■ EXERCISE DESCRIPTION: Each line below is to be written out in full, exactly as shown.

■ DATA EXCERPTS:
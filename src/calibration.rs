use crate::{backend::PhysicalLength, enums::LengthUnit};

use serde::Deserialize;

/// Converts raw stage coordinates into pixel coordinates.
///
/// Stage readings are expressed in `stage_unit`; the pixel size carries its
/// own unit, so the conversion factor is derived rather than assumed. For
/// metre stage readings and micrometre pixels this is `raw * 1e6 / size`.
#[derive(Clone, Copy, Debug, Default, PartialEq, Deserialize)]
#[serde(default)]
pub struct Calibration {
    pub stage_unit: LengthUnit,
}

impl Calibration {
    pub fn new(stage_unit: LengthUnit) -> Self {
        Self { stage_unit }
    }

    /// Calibrate one axis. Missing or zero pixel size, or an axis absent
    /// from the dimension order, yields `0.0`.
    pub fn calibrate(
        &self,
        raw_position: f64,
        pixel_size: Option<PhysicalLength>,
        axis_present: bool,
    ) -> f64 {
        match pixel_size {
            Some(size) if axis_present && size.value != 0.0 => {
                raw_position * self.stage_unit.factor_to(size.unit) / size.value
            }
            _ => 0.0,
        }
    }

    /// Calibrate both axes of a stage position against a dimension order
    /// string such as `"XYCZT"`.
    pub fn calibrate_xy(
        &self,
        raw: (f64, f64),
        size_x: Option<PhysicalLength>,
        size_y: Option<PhysicalLength>,
        dimension_order: &str,
    ) -> (f64, f64) {
        let order = dimension_order.to_ascii_uppercase();
        (
            self.calibrate(raw.0, size_x, order.contains('X')),
            self.calibrate(raw.1, size_y, order.contains('Y')),
        )
    }
}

■ PROBLEM SOLUTION:
filename src/calibration.rs
use crate::{backend::PhysicalLength, enums::LengthUnit};

use serde::Deserialize;

/// Converts raw stage coordinates into pixel coordinates.
///
/// Stage readings are expressed in `stage_unit`; the pixel size carries its
/// own unit, so the conversion factor is derived rather than assumed. For
/// metre stage readings and micrometre pixels this is `raw * 1e6 / size`.
#[derive(Clone, Copy, Debug, Default, PartialEq, Deserialize)]
#[serde(default)]
pub struct Calibration {
    pub stage_unit: LengthUnit,
}

impl Calibration {
    pub fn new(stage_unit: LengthUnit) -> Self {
        Self { stage_unit }
    }

    /// Calibrate one axis. Missing or zero pixel size, or an axis absent
    /// from the dimension order, yields `0.0`.
    pub fn calibrate(
        &self,
        raw_position: f64,
        pixel_size: Option<PhysicalLength>,
        axis_present: bool,
    ) -> f64 {
        match pixel_size {
            Some(size) if axis_present && size.value != 0.0 => {
                raw_position * self.stage_unit.factor_to(size.unit) / size.value
            }
            _ => 0.0,
        }
    }

    /// Calibrate both axes of a stage position against a dimension order
    /// string such as `"XYCZT"`.
    pub fn calibrate_xy(
        &self,
        raw: (f64, f64),
        size_x: Option<PhysicalLength>,
        size_y: Option<PhysicalLength>,
        dimension_order: &str,
    ) -> (f64, f64) {
        let order = dimension_order.to_ascii_uppercase();
        (
            self.calibrate(raw.0, size_x, order.contains('X')),
            self.calibrate(raw.1, size_y, order.contains('Y')),
        )
    }
}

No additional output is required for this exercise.